[Stored items]

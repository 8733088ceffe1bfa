//! HTTP override transport.

use std::time::Duration;

use async_trait::async_trait;
use reqwest::{Client, ClientBuilder};
use strata_core::url::Url;
use strata_core::{FetchError, FetchResult, OverrideTransport};
use tracing::{debug, info};

use crate::config::HttpTransportConfig;

/// Fetches override documents over HTTP(S).
///
/// The overall deadline is enforced by the caller's
/// [`OverrideFetcher`](strata_core::OverrideFetcher); this transport only
/// bounds connection setup.
#[derive(Clone)]
pub struct HttpOverrideTransport {
    client: Client,
    connect_timeout: Duration,
    max_body_bytes: usize,
}

impl HttpOverrideTransport {
    /// Creates a transport with default settings.
    pub fn new() -> Result<Self, reqwest::Error> {
        Self::with_config(&HttpTransportConfig::default())
    }

    /// Creates a transport from explicit settings.
    pub fn with_config(config: &HttpTransportConfig) -> Result<Self, reqwest::Error> {
        let client = ClientBuilder::new()
            .connect_timeout(config.connect_timeout())
            .user_agent(config.user_agent.clone())
            .build()?;

        info!(
            connect_timeout_ms = config.connect_timeout_ms,
            max_body_bytes = config.max_body_bytes,
            "HTTP override transport ready"
        );

        Ok(Self {
            client,
            connect_timeout: config.connect_timeout(),
            max_body_bytes: config.max_body_bytes,
        })
    }

    fn classify(&self, url: &Url, error: &reqwest::Error) -> FetchError {
        if error.is_timeout() {
            FetchError::Timeout {
                url: url.to_string(),
                timeout: self.connect_timeout,
            }
        } else {
            FetchError::network(url.as_str(), error.to_string())
        }
    }

    fn oversized(&self, url: &Url, len: u64) -> FetchError {
        FetchError::malformed(
            url.as_str(),
            format!("body of at least {len} bytes exceeds limit of {}", self.max_body_bytes),
        )
    }
}

#[async_trait]
impl OverrideTransport for HttpOverrideTransport {
    async fn get(&self, url: &Url) -> FetchResult<Vec<u8>> {
        let mut resp = self
            .client
            .get(url.clone())
            .send()
            .await
            .map_err(|e| self.classify(url, &e))?;

        let status = resp.status();
        if !status.is_success() {
            return Err(FetchError::network(
                url.as_str(),
                format!("HTTP {} error", status.as_u16()),
            ));
        }

        if let Some(len) = resp.content_length()
            && usize::try_from(len).map_or(true, |len| len > self.max_body_bytes)
        {
            return Err(self.oversized(url, len));
        }

        // Chunked bodies carry no length up front; stop reading at the limit.
        let mut body = Vec::new();
        while let Some(chunk) = resp.chunk().await.map_err(|e| self.classify(url, &e))? {
            if body.len() + chunk.len() > self.max_body_bytes {
                return Err(self.oversized(url, (body.len() + chunk.len()) as u64));
            }
            body.extend_from_slice(&chunk);
        }

        debug!(url = %url, status = status.as_u16(), bytes = body.len(), "HTTP override fetched");
        Ok(body)
    }

    fn name(&self) -> &str {
        "http"
    }
}
//! Remote baseline source contract.

use std::collections::HashMap;
use std::sync::atomic::{AtomicBool, AtomicUsize, Ordering};

use parking_lot::RwLock;
use tracing::debug;

use crate::error::{SourceError, SourceResult};
use crate::foundation::value::ConfigValue;

/// A live snapshot of key → raw remote entry, e.g. a remote-config service.
///
/// `get_raw` is called on every in-memory cache miss, so implementations
/// must answer from their own cached snapshot. The resolver never retries;
/// an error degrades that resolution to the default catalog.
pub trait RemoteSource: Send + Sync + 'static {
    /// Returns the raw entry for `key`, or `None` if the source has none.
    fn get_raw(&self, key: &str) -> SourceResult<Option<ConfigValue>>;

    /// Human-readable name for logging.
    fn name(&self) -> &str;
}

/// A remote source backed by an in-process snapshot.
///
/// The snapshot can be replaced at any time, and the source can be switched
/// into an unavailable state to exercise degraded resolution.
pub struct StaticRemoteSource {
    name: String,
    entries: RwLock<HashMap<String, ConfigValue>>,
    available: AtomicBool,
    calls: AtomicUsize,
}

impl StaticRemoteSource {
    /// Creates an empty, available source.
    pub fn new(name: impl Into<String>) -> Self {
        Self {
            name: name.into(),
            entries: RwLock::new(HashMap::new()),
            available: AtomicBool::new(true),
            calls: AtomicUsize::new(0),
        }
    }

    /// Builds a source from a snapshot mapping of key → raw entry.
    pub fn from_snapshot(name: impl Into<String>, snapshot: ConfigValue) -> SourceResult<Self> {
        let name = name.into();
        let kind = snapshot.kind();
        let ConfigValue::Map(map) = snapshot else {
            return Err(SourceError::unavailable(
                name,
                format!("snapshot must be a mapping, got {kind}"),
            ));
        };
        let source = Self::new(name);
        source.entries.write().extend(map);
        Ok(source)
    }

    /// Adds an entry.
    pub fn with_entry(self, key: impl Into<String>, value: impl Into<ConfigValue>) -> Self {
        self.set(key, value);
        self
    }

    /// Inserts or replaces an entry.
    pub fn set(&self, key: impl Into<String>, value: impl Into<ConfigValue>) {
        self.entries.write().insert(key.into(), value.into());
    }

    /// Removes an entry.
    pub fn remove(&self, key: &str) -> Option<ConfigValue> {
        self.entries.write().remove(key)
    }

    /// Switches the source between reachable and unreachable.
    pub fn set_available(&self, available: bool) {
        debug!(source = %self.name, available, "Remote source availability changed");
        self.available.store(available, Ordering::SeqCst);
    }

    /// Number of `get_raw` calls served so far.
    pub fn calls(&self) -> usize {
        self.calls.load(Ordering::SeqCst)
    }
}

impl RemoteSource for StaticRemoteSource {
    fn get_raw(&self, key: &str) -> SourceResult<Option<ConfigValue>> {
        self.calls.fetch_add(1, Ordering::SeqCst);
        if !self.available.load(Ordering::SeqCst) {
            return Err(SourceError::unavailable(&self.name, "source is offline"));
        }
        Ok(self.entries.read().get(key).cloned())
    }

    fn name(&self) -> &str {
        &self.name
    }
}
//! Configuration schema definitions.

use std::collections::BTreeMap;
use std::fmt;
use std::path::PathBuf;
use std::time::Duration;

use serde::{Deserialize, Serialize};
use strata_core::DEFAULT_OVERRIDE_FIELD;
use strata_store::StoreConfig;
use strata_transport::HttpTransportConfig;

/// Root configuration structure.
#[derive(Debug, Clone, Default, PartialEq, Serialize, Deserialize)]
pub struct StrataConfig {
    /// Resolution and refresh settings.
    #[serde(default)]
    pub resolver: ResolverConfig,

    /// Persistent override store.
    #[serde(default)]
    pub store: StoreConfig,

    /// HTTP override transport.
    #[serde(default)]
    pub transport: HttpTransportConfig,

    /// Logging setup.
    #[serde(default)]
    pub logging: LoggingConfig,
}

/// Settings of the resolution orchestrator.
#[derive(Debug, Clone, PartialEq, Serialize, Deserialize)]
pub struct ResolverConfig {
    /// Deadline for one override document fetch, in milliseconds.
    #[serde(default = "default_fetch_timeout_ms")]
    pub fetch_timeout_ms: u64,

    /// Minimum time between background refreshes of the same key, in seconds.
    #[serde(default = "default_refresh_interval_secs")]
    pub refresh_interval_secs: u64,

    /// Reserved remote entry field holding the override URL.
    #[serde(default = "default_override_field")]
    pub override_field: String,

    /// Entry used when a layer has no entry for the requested context value.
    #[serde(default = "default_fallback_context")]
    pub fallback_context: String,
}

impl Default for ResolverConfig {
    fn default() -> Self {
        Self {
            fetch_timeout_ms: default_fetch_timeout_ms(),
            refresh_interval_secs: default_refresh_interval_secs(),
            override_field: default_override_field(),
            fallback_context: default_fallback_context(),
        }
    }
}

impl ResolverConfig {
    pub fn fetch_timeout(&self) -> Duration {
        Duration::from_millis(self.fetch_timeout_ms)
    }

    pub fn refresh_interval(&self) -> Duration {
        Duration::from_secs(self.refresh_interval_secs)
    }
}

fn default_fetch_timeout_ms() -> u64 {
    10_000
}

fn default_refresh_interval_secs() -> u64 {
    300
}

fn default_override_field() -> String {
    DEFAULT_OVERRIDE_FIELD.to_string()
}

fn default_fallback_context() -> String {
    "default".to_string()
}

// =============================================================================
// Logging
// =============================================================================

/// Log verbosity.
#[derive(Debug, Clone, Copy, Default, PartialEq, Eq, Serialize, Deserialize)]
#[serde(rename_all = "lowercase")]
pub enum LogLevel {
    Trace,
    Debug,
    #[default]
    Info,
    Warn,
    Error,
}

impl LogLevel {
    pub fn as_str(&self) -> &'static str {
        match self {
            Self::Trace => "trace",
            Self::Debug => "debug",
            Self::Info => "info",
            Self::Warn => "warn",
            Self::Error => "error",
        }
    }

    pub fn to_tracing_level(self) -> tracing::Level {
        match self {
            Self::Trace => tracing::Level::TRACE,
            Self::Debug => tracing::Level::DEBUG,
            Self::Info => tracing::Level::INFO,
            Self::Warn => tracing::Level::WARN,
            Self::Error => tracing::Level::ERROR,
        }
    }
}

impl fmt::Display for LogLevel {
    fn fmt(&self, f: &mut fmt::Formatter<'_>) -> fmt::Result {
        f.write_str(self.as_str())
    }
}

/// Output format of log lines.
#[derive(Debug, Clone, Copy, Default, PartialEq, Eq, Serialize, Deserialize)]
#[serde(rename_all = "lowercase")]
pub enum LogFormat {
    #[default]
    Compact,
    Full,
    Pretty,
    /// Requires the `json-log` feature; falls back to `full` without it.
    Json,
}

/// Where log lines are written.
#[derive(Debug, Clone, Copy, Default, PartialEq, Eq, Serialize, Deserialize)]
#[serde(rename_all = "lowercase")]
pub enum LogOutput {
    #[default]
    Stdout,
    Stderr,
    File,
}

/// Rotation of the log file when `output = "file"`.
#[derive(Debug, Clone, Copy, Default, PartialEq, Eq, Serialize, Deserialize)]
#[serde(rename_all = "lowercase")]
pub enum LogRotation {
    #[default]
    Never,
    Hourly,
    Daily,
}

/// Which span lifecycle events are logged.
#[derive(Debug, Clone, Copy, Default, PartialEq, Eq, Serialize, Deserialize)]
#[serde(default)]
pub struct SpanEventConfig {
    pub new: bool,
    pub enter: bool,
    pub exit: bool,
    pub close: bool,
}

/// Logging configuration.
#[derive(Debug, Clone, Default, PartialEq, Serialize, Deserialize)]
#[serde(default)]
pub struct LoggingConfig {
    /// Global level; `RUST_LOG` takes precedence when set.
    pub level: LogLevel,

    pub format: LogFormat,

    pub output: LogOutput,

    /// Log file, required when `output = "file"`.
    pub file_path: Option<PathBuf>,

    pub rotation: LogRotation,

    pub span_events: SpanEventConfig,

    /// Include thread IDs in log lines.
    pub thread_ids: bool,

    /// Include source file and line in log lines.
    pub file_location: bool,

    /// Per-module level overrides, e.g. `strata_runtime = "debug"`.
    pub filters: BTreeMap<String, LogLevel>,
}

REQUIRED WORK
Filter the records down to the lines that contain the string "Some", and copy those lines.

SOLUTION BELOW
        if let Some(len) = resp.content_length()
        while let Some(chunk) = resp.chunk().await.map_err(|e| self.classify(url, &e))? {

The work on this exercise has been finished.